╭─ SOURCE INFORMATION
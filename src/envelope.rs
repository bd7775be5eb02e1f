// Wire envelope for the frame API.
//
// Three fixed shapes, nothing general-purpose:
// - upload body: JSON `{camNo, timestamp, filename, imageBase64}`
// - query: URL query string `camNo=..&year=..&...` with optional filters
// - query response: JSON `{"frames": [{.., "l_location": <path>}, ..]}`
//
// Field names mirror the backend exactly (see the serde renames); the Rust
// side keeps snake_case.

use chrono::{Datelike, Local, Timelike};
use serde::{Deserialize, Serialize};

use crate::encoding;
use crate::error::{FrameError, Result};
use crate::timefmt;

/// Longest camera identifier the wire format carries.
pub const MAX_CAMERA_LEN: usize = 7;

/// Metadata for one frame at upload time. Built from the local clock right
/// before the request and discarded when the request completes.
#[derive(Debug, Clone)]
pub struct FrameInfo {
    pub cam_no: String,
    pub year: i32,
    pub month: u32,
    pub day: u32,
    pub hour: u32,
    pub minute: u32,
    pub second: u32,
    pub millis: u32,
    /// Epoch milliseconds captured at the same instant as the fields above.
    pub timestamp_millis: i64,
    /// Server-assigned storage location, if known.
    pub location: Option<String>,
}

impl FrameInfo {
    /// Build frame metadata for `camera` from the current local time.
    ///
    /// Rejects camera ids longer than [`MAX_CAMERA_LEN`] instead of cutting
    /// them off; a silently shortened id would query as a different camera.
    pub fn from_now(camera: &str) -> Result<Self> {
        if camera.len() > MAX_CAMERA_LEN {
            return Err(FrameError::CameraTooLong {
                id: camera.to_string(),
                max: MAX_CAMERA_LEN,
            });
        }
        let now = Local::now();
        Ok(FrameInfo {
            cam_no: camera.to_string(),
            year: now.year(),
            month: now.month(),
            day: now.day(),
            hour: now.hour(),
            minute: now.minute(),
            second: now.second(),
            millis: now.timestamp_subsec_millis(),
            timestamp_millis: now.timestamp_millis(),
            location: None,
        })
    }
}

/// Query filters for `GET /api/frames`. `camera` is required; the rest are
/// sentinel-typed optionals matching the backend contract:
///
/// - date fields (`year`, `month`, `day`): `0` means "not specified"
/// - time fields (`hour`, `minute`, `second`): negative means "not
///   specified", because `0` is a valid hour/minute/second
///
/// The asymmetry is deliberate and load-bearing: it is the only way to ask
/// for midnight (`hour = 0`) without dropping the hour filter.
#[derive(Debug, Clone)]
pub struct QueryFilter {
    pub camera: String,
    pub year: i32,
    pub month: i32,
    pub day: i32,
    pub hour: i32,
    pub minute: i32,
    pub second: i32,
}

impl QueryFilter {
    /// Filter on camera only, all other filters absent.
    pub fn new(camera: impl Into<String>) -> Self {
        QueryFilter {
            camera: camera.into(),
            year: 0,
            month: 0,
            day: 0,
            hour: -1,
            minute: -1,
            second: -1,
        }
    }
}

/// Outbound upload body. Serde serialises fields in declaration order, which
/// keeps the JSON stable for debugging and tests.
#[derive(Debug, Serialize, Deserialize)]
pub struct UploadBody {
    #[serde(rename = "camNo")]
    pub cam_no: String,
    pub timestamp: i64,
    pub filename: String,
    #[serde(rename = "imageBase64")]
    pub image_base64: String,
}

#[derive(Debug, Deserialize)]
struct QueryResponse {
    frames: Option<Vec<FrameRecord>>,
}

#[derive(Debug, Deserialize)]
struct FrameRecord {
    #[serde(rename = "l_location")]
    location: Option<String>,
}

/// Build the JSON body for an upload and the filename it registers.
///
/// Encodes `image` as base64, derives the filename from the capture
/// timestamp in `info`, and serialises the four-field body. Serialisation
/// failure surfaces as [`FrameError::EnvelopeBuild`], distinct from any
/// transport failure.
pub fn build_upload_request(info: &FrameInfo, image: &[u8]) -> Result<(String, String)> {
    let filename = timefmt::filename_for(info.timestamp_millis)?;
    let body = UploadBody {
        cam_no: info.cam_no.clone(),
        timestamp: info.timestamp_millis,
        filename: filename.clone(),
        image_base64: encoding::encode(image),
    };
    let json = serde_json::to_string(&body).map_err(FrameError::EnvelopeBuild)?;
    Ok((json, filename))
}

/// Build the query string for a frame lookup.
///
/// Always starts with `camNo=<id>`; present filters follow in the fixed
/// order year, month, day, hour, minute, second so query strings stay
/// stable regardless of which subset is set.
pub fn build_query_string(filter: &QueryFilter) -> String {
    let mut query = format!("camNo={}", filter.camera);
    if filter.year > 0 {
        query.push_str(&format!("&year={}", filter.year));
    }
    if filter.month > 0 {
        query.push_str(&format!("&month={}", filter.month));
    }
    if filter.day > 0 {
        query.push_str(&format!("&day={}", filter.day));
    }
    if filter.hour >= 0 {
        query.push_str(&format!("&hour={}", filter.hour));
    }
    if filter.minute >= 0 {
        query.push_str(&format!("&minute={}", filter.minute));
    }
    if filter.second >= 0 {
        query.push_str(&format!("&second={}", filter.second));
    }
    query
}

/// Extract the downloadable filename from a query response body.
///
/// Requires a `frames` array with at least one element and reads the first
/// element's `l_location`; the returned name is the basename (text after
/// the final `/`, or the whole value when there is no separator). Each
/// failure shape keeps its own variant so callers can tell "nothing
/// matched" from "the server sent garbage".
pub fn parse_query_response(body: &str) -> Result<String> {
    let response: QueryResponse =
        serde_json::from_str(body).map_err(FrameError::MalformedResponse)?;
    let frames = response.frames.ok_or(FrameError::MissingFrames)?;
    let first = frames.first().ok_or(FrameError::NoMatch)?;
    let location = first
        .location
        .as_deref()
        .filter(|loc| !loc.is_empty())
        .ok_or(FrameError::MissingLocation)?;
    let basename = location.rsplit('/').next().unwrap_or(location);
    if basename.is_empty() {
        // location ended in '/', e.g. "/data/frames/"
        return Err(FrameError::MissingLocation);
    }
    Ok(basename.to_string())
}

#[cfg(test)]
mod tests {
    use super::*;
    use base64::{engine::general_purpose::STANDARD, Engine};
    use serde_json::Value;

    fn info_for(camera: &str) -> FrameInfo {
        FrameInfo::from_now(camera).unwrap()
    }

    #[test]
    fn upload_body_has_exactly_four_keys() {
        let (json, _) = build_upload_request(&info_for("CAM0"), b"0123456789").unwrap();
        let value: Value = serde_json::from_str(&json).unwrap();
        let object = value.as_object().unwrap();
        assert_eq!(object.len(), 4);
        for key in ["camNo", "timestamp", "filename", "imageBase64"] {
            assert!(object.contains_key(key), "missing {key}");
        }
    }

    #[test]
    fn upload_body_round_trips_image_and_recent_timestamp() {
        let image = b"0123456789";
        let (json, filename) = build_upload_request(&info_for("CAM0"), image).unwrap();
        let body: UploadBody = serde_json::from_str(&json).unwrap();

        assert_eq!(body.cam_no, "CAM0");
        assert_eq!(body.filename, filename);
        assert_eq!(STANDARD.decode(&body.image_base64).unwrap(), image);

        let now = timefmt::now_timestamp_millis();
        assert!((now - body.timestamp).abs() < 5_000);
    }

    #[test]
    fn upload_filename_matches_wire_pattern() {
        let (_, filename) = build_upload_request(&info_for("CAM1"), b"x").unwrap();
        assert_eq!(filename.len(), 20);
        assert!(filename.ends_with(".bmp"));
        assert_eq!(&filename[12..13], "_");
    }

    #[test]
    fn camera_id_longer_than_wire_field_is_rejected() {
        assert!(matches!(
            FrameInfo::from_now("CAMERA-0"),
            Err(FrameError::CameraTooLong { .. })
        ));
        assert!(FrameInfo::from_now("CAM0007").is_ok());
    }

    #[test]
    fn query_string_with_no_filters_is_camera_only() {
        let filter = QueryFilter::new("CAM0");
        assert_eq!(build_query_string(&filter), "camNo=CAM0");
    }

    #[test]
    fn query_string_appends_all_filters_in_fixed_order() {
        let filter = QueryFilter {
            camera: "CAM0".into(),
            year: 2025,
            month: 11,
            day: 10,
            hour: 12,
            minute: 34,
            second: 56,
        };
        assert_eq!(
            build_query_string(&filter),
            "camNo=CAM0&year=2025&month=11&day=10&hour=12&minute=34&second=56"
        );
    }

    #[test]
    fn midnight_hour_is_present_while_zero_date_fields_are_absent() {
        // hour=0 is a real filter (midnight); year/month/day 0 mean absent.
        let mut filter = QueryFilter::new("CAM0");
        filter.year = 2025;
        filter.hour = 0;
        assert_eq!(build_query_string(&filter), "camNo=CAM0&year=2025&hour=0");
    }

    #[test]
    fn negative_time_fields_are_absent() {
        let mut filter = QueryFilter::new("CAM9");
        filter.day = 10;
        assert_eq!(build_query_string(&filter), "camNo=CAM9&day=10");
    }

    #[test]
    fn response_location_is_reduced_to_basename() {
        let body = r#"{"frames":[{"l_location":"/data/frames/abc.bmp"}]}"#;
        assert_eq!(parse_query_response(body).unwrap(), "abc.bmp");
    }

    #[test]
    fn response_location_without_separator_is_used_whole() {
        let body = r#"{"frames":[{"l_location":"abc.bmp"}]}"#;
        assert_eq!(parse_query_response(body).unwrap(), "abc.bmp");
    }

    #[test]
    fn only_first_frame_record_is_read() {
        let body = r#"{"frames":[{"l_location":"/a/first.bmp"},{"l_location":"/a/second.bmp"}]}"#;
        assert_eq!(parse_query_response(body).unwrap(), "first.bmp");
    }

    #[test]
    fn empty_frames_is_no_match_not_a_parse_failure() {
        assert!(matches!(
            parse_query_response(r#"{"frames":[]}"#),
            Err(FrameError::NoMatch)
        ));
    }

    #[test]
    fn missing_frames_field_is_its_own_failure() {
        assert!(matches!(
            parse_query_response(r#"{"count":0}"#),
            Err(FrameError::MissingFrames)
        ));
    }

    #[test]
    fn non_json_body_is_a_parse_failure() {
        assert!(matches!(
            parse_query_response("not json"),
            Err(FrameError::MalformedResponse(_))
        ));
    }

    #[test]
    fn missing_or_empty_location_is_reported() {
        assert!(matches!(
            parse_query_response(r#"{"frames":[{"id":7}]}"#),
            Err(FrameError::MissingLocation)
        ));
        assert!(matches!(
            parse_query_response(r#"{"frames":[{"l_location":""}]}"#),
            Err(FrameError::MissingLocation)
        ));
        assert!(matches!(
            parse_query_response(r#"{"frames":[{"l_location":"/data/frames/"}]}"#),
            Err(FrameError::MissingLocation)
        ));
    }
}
╰─
╭─ SOURCE INFORMATION
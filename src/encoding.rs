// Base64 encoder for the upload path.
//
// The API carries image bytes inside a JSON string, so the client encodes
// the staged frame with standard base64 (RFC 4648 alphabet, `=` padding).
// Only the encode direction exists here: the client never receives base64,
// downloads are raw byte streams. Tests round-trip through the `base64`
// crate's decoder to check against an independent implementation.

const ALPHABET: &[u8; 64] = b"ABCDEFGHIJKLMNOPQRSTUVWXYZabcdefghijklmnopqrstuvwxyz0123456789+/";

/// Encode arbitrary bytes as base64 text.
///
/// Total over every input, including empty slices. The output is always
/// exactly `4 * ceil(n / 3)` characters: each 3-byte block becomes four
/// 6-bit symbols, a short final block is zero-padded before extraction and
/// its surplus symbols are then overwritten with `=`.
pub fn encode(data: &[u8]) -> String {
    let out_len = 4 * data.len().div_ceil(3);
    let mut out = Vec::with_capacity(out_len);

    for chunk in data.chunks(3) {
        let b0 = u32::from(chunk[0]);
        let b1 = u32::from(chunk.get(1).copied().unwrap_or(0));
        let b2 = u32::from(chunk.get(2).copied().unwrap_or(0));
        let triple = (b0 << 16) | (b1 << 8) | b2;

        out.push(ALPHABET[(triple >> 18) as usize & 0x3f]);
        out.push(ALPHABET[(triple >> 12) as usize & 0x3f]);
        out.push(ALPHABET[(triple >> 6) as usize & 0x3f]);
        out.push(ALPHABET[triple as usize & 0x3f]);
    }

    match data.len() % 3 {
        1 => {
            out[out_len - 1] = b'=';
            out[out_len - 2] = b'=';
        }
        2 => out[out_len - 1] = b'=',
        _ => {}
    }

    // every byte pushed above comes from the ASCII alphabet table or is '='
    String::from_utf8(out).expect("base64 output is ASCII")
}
╰─
** INSTRUCTIONS TO FOLLOW **
Every line above in which the word "output" occurs needs to be copied.

** FINISHED EXERCISE **
/// Total over every input, including empty slices. The output is always
    String::from_utf8(out).expect("base64 output is ASCII")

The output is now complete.